* **Task instructions**
The answer must be every line below that holds the word "resolved".
····················
impl<C: RuntimeClient> fmt::Debug for ContainerHandle<C> {
    fn fmt(&self, f: &mut fmt::Formatter<'_>) -> fmt::Result {
        f.debug_struct("ContainerHandle")
            .field("name", &self.name)
            .field("service_alive", &(self.service.strong_count() > 0))
            .finish()
    }
}

/// 생성 시점에 없던 링크만 골라냅니다.
fn links_added_since_create<'a>(created: &[String], resolved: &'a [String]) -> Vec<&'a str> {
    resolved
        .iter()
        .filter(|link| !created.contains(link))
        .map(String::as_str)
        .collect()
}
····················
* **Solution to this exercise**
fn links_added_since_create<'a>(created: &[String], resolved: &'a [String]) -> Vec<&'a str> {
    resolved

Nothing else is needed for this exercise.